The reason for these initial allusions in the first section is clear. 
Yevtushenko is establishing the history of the Jewish people, being 
one of oppression, prejudice, and innocent victims. The next illusion 
in the poem is a reference to the Dreyfus Affair, a more modern 
display of irrational and avid anti-Semitism. It is in the Dreyfus 
affair that an innocent man is accused of espionage and is sent to 
jail for more than ten years, notwithstanding an overwhelming amount 
of evidence pointing to his innocence, simply because he is a Jew. 

 Yevtushenko uses these allusions to lead up to his referral to a 
boy in Bielostok who is murdered by the Russian common-folk. Clearly, 
The narrator is teaching a lesson with a dual message. Firstly, he is 
informing the reader of the horrors that took place in Russia during 
the Holocaust. Perhaps even more of a travesty, however, is the fact 
that humankind has not learned from the past in light of the fact that 
this "episode" is merely one link in a long chain of terrors. 

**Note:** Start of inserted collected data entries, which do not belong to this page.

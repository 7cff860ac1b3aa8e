//! PDF backend: a [`Canvas`] that records content streams with `pdf-writer`.
//!
//! Images are written as XObjects the moment they are registered; page
//! content is buffered until [`PdfCanvas::finish`], because fonts can only be
//! written once every glyph that will be used is known.

use super::canvas::{Canvas, ImageId, RasterImage, Rect, TextStyle};
use super::font::{FontFace, PT_TO_MM};
use super::PAGE_HEIGHT_MM;
use super::PAGE_WIDTH_MM;
use flate2::write::ZlibEncoder;
use flate2::Compression;
use pdf_writer::types::{CidFontType, FontFlags, SystemInfo, TextRenderingMode, UnicodeCmap};
use pdf_writer::{Content, Filter, Finish, Name, Pdf, Ref, Str, TextStr};
use std::io::Write;
use tracing::debug;

const FONT_NAME: Name<'static> = Name(b"F1");

const IDENTITY: SystemInfo<'static> = SystemInfo {
    registry: Str(b"Adobe"),
    ordering: Str(b"Identity"),
    supplement: 0,
};

/// Stroke width (mm) used to embolden text drawn with `bold: true`. The
/// embedded face has no bold variant.
const BOLD_STROKE_MM: f32 = 0.2;

fn mm(v: f32) -> f32 {
    v / PT_TO_MM
}

fn compress(data: &[u8]) -> Vec<u8> {
    let mut enc = ZlibEncoder::new(Vec::new(), Compression::default());
    // Writing into a Vec cannot fail.
    let _ = enc.write_all(data);
    enc.finish().unwrap_or_default()
}

/// A portrait A4 document under construction.
pub struct PdfCanvas {
    pdf: Pdf,
    next_id: i32,
    font: FontFace,
    pages: Vec<Content>,
    images: Vec<Ref>,
    title: Option<String>,
}

impl PdfCanvas {
    pub fn new(font: FontFace) -> Self {
        Self {
            pdf: Pdf::new(),
            next_id: 1,
            font,
            pages: Vec::new(),
            images: Vec::new(),
            title: None,
        }
    }

    /// Set the document-info title.
    pub fn set_title(&mut self, title: impl Into<String>) {
        self.title = Some(title.into());
    }

    fn alloc(&mut self) -> Ref {
        let id = Ref::new(self.next_id);
        self.next_id += 1;
        id
    }

    fn current(&mut self) -> &mut Content {
        if self.pages.is_empty() {
            self.pages.push(Content::new());
        }
        let last = self.pages.len() - 1;
        &mut self.pages[last]
    }

    /// Write fonts, pages and the catalog; return the file bytes.
    pub fn finish(mut self) -> Vec<u8> {
        let catalog_id = self.alloc();
        let tree_id = self.alloc();
        let font_id = self.write_font();
        let info_id = self.alloc();

        let pages = std::mem::take(&mut self.pages);
        let mut page_ids = Vec::with_capacity(pages.len());
        let image_names: Vec<String> = (0..self.images.len()).map(|i| format!("Im{i}")).collect();

        for content in pages {
            let page_id = self.alloc();
            let content_id = self.alloc();
            page_ids.push(page_id);

            let data = compress(&content.finish());
            self.pdf
                .stream(content_id, &data)
                .filter(Filter::FlateDecode);

            let mut page = self.pdf.page(page_id);
            page.media_box(pdf_writer::Rect::new(
                0.0,
                0.0,
                mm(PAGE_WIDTH_MM),
                mm(PAGE_HEIGHT_MM),
            ));
            page.parent(tree_id);
            page.contents(content_id);
            {
                let mut resources = page.resources();
                resources.fonts().pair(FONT_NAME, font_id);
                let mut xobjects = resources.x_objects();
                for (name, id) in image_names.iter().zip(&self.images) {
                    xobjects.pair(Name(name.as_bytes()), *id);
                }
            }
            page.finish();
        }

        self.pdf
            .pages(tree_id)
            .kids(page_ids.iter().copied())
            .count(page_ids.len() as i32);
        self.pdf.catalog(catalog_id).pages(tree_id);
        if let Some(title) = &self.title {
            self.pdf.document_info(info_id).title(TextStr(title.as_str()));
        }

        debug!(
            "PDF: {} pages, {} images, {} objects",
            page_ids.len(),
            self.images.len(),
            self.next_id - 1
        );
        self.pdf.finish()
    }

    fn write_font(&mut self) -> Ref {
        let font_id = self.alloc();
        let embedded = match &self.font {
            FontFace::Helvetica => None,
            FontFace::Embedded(f) => Some((
                f.base_name.clone(),
                f.ascent(),
                f.descent(),
                f.used_glyphs()
                    .iter()
                    .map(|(&gid, &c)| (gid, c, f.glyph_advance(gid)))
                    .collect::<Vec<_>>(),
                compress(&f.data),
            )),
        };

        let Some((base, ascent, descent, glyphs, file)) = embedded else {
            self.pdf
                .type1_font(font_id)
                .base_font(Name(b"Helvetica"))
                .encoding_predefined(Name(b"WinAnsiEncoding"));
            return font_id;
        };

        let cid_id = self.alloc();
        let descriptor_id = self.alloc();
        let file_id = self.alloc();
        let cmap_id = self.alloc();
        let base = Name(base.as_bytes());

        self.pdf
            .type0_font(font_id)
            .base_font(base)
            .encoding_predefined(Name(b"Identity-H"))
            .descendant_font(cid_id)
            .to_unicode(cmap_id);

        {
            let mut cid = self.pdf.cid_font(cid_id);
            cid.subtype(CidFontType::Type2)
                .base_font(base)
                .system_info(IDENTITY)
                .font_descriptor(descriptor_id)
                .default_width(1000.0)
                .cid_to_gid_map_predefined(Name(b"Identity"));
            let mut widths = cid.widths();
            for (gid, _, advance) in &glyphs {
                widths.consecutive(*gid, [*advance]);
            }
        }

        self.pdf
            .font_descriptor(descriptor_id)
            .name(base)
            .flags(FontFlags::NON_SYMBOLIC)
            .bbox(pdf_writer::Rect::new(0.0, descent, 1000.0, ascent))
            .italic_angle(0.0)
            .ascent(ascent)
            .descent(descent)
            .cap_height(ascent)
            .stem_v(80.0)
            .font_file2(file_id);

        self.pdf
            .stream(file_id, &file)
            .filter(Filter::FlateDecode);

        let mut cmap = UnicodeCmap::new(Name(b"Custom"), IDENTITY);
        for (gid, c, _) in &glyphs {
            cmap.pair(*gid, *c);
        }
        self.pdf.cmap(cmap_id, &cmap.finish());

        font_id
    }
}

impl Canvas for PdfCanvas {
    fn add_page(&mut self) {
        self.pages.push(Content::new());
    }

    fn page_count(&self) -> usize {
        self.pages.len()
    }

    fn register_image(&mut self, image: &RasterImage) -> ImageId {
        let image_id = self.alloc();
        let mask_id = image.alpha.as_ref().map(|_| self.alloc());

        let data = compress(&image.rgb);
        {
            let mut xobject = self.pdf.image_xobject(image_id, &data);
            xobject.filter(Filter::FlateDecode);
            xobject.width(image.width as i32);
            xobject.height(image.height as i32);
            xobject.color_space().device_rgb();
            xobject.bits_per_component(8);
            if let Some(mask_id) = mask_id {
                xobject.s_mask(mask_id);
            }
        }

        if let (Some(mask_id), Some(alpha)) = (mask_id, &image.alpha) {
            let data = compress(alpha);
            let mut mask = self.pdf.image_xobject(mask_id, &data);
            mask.filter(Filter::FlateDecode);
            mask.width(image.width as i32);
            mask.height(image.height as i32);
            mask.color_space().device_gray();
            mask.bits_per_component(8);
        }

        self.images.push(image_id);
        ImageId(self.images.len() - 1)
    }

    fn draw_image(&mut self, image: ImageId, rect: Rect) {
        let name = format!("Im{}", image.0);
        let matrix = [
            mm(rect.w),
            0.0,
            0.0,
            mm(rect.h),
            mm(rect.x),
            mm(PAGE_HEIGHT_MM - rect.y - rect.h),
        ];
        let content = self.current();
        content.save_state();
        content.transform(matrix);
        content.x_object(Name(name.as_bytes()));
        content.restore_state();
    }

    fn draw_text(&mut self, x: f32, baseline: f32, text: &str, style: &TextStyle) {
        if text.is_empty() {
            return;
        }
        let encoded = self.font.encode(text);
        let (r, g, b) = (
            f32::from(style.color.0) / 255.0,
            f32::from(style.color.1) / 255.0,
            f32::from(style.color.2) / 255.0,
        );
        let content = self.current();
        content.save_state();
        content.set_fill_rgb(r, g, b);
        if style.bold {
            content.set_stroke_rgb(r, g, b);
            content.set_line_width(mm(BOLD_STROKE_MM));
        }
        content.begin_text();
        content.set_font(FONT_NAME, style.size_pt);
        if style.bold {
            content.set_text_rendering_mode(TextRenderingMode::FillStroke);
        }
        content.next_line(mm(x), mm(PAGE_HEIGHT_MM - baseline));
        content.show(Str(&encoded));
        content.end_text();
        content.restore_state();
    }

    fn stroke_rect(&mut self, rect: Rect, line_width: f32) {
        let content = self.current();
        content.save_state();
        content.set_line_width(mm(line_width));
        content.rect(
            mm(rect.x),
            mm(PAGE_HEIGHT_MM - rect.y - rect.h),
            mm(rect.w),
            mm(rect.h),
        );
        content.stroke();
        content.restore_state();
    }

    fn char_width(&self, c: char, size_pt: f32) -> f32 {
        self.font.char_width_mm(c, size_pt)
    }
}

#[cfg(test)]
mod tests {
    use super::*;
    use crate::layout::canvas::Rgb;
    use crate::layout::font::tests::fixture_font_path;
    use crate::layout::font::EmbeddedFont;

    fn count(haystack: &[u8], needle: &[u8]) -> usize {
        haystack.windows(needle.len()).filter(|w| *w == needle).count()
    }

    #[test]
    fn empty_document_is_valid_pdf() {
        let bytes = PdfCanvas::new(FontFace::Helvetica).finish();
        assert!(bytes.starts_with(b"%PDF-"));
        assert!(count(&bytes, b"/Count 0") == 1);
    }

    #[test]
    fn pages_images_and_title_are_written() {
        let mut canvas = PdfCanvas::new(FontFace::Helvetica);
        canvas.set_title("Report");
        let img = RasterImage {
            width: 2,
            height: 1,
            rgb: vec![255, 0, 0, 0, 0, 255],
            alpha: Some(vec![255, 0]),
        };
        let id = canvas.register_image(&img);
        canvas.add_page();
        canvas.draw_image(id, Rect::new(0.0, 0.0, 210.0, 297.0));
        canvas.add_page();
        canvas.draw_image(id, Rect::new(0.0, 0.0, 210.0, 297.0));
        canvas.draw_text(10.0, 20.0, "Hello", &TextStyle::new(12.0, true, Rgb::BLACK));
        canvas.stroke_rect(Rect::new(30.0, 56.0, 150.0, 50.0), 0.2);
        assert_eq!(canvas.page_count(), 2);

        let bytes = canvas.finish();
        let pages = count(&bytes, b"/Type /Page") - count(&bytes, b"/Type /Pages");
        assert_eq!(pages, 2);
        assert!(count(&bytes, b"/Count 2") == 1);
        assert_eq!(count(&bytes, b"/Subtype /Image"), 2, "image plus soft mask");
        assert!(count(&bytes, b"/SMask") >= 1);
        assert!(count(&bytes, b"/Helvetica") >= 1);
        assert!(count(&bytes, b"(Report)") == 1);
    }

    #[test]
    fn embedded_font_is_written_as_cid_font() {
        let font = EmbeddedFont::open(&fixture_font_path()).unwrap();
        let mut canvas = PdfCanvas::new(FontFace::Embedded(Box::new(font)));
        canvas.add_page();
        canvas.draw_text(10.0, 20.0, "Name: Test", &TextStyle::new(14.0, true, Rgb::BLACK));

        let bytes = canvas.finish();
        assert!(count(&bytes, b"/Subtype /Type0") == 1);
        assert!(count(&bytes, b"/Subtype /CIDFontType2") == 1);
        assert!(count(&bytes, b"/Identity-H") == 1);
        assert!(count(&bytes, b"/ToUnicode") == 1);
        assert!(count(&bytes, b"/FontFile2") == 1);
        assert!(count(&bytes, b"/DejaVuSansMono") >= 1);
        assert_eq!(count(&bytes, b"/Helvetica"), 0);
        assert!(count(&bytes, b"beginbfchar") >= 1);
    }

    #[test]
    fn draw_before_add_page_opens_a_page() {
        let mut canvas = PdfCanvas::new(FontFace::Helvetica);
        canvas.stroke_rect(Rect::new(0.0, 0.0, 1.0, 1.0), 0.1);
        assert_eq!(canvas.page_count(), 1);
    }
}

 Yevtushenko goes on to allude to Anne Frank, a young Jewish 
teenager who left behind a diary of her thoughts and dreams,
and how the Nazis strip her of any potential future she has when she 
is murdered in the death camps. Clearly, the allusion creates images 
in the mind of the reader that mere descriptions via the use of words 
could not. 

 Another effective literary device used in the poem is the first 
person narrative in which the narrator identifies with those victims
which he describes. This is seen in the case where the narrator says 
"I am Dreyfus", or "Anne Frank, I am she." The narrator does not claim 
to understand what the feelings and thoughts of these people are, but 
rather, he is acknowledging the fact that they are feeling, "detested 
and denounced" and that unlike the rest of the world who turned its 
head, or the Russians who actually abetted such heinous crimes, this 
gentile narrator can not empathize, but does sympathize with his 
Jewish "brethren." 

 Another extremely powerful device used by Yevtushenko is the 
detail of description and imagery used to describe events and
feelings that are in both those whom he identifies with, as well as 
himself. "I bear the red mark of nails"(line 8) seems to include
much of the suffering that the Jews have to endure. The statement is 
almost one of a reverse crucifixion in which the Jews are crucified 
and now have to suffer with false accusations, blood libels, and 
Pogroms for the duration of time. The poet describes very clearly the 
contempt most people have for the Jewish people and how many of these 
people aided in the barbarity . In line 13, for example, the poet 
speaks of "shrieking ladies in fine ruffled gowns" who "brandish their 
umbrellas in my face." In addition, Yevtushenko also depicts 
explicitly how the "tavern masters celebrate" at the sight of "(a 
Jewish boy's)blood spurt and spread over the floor." 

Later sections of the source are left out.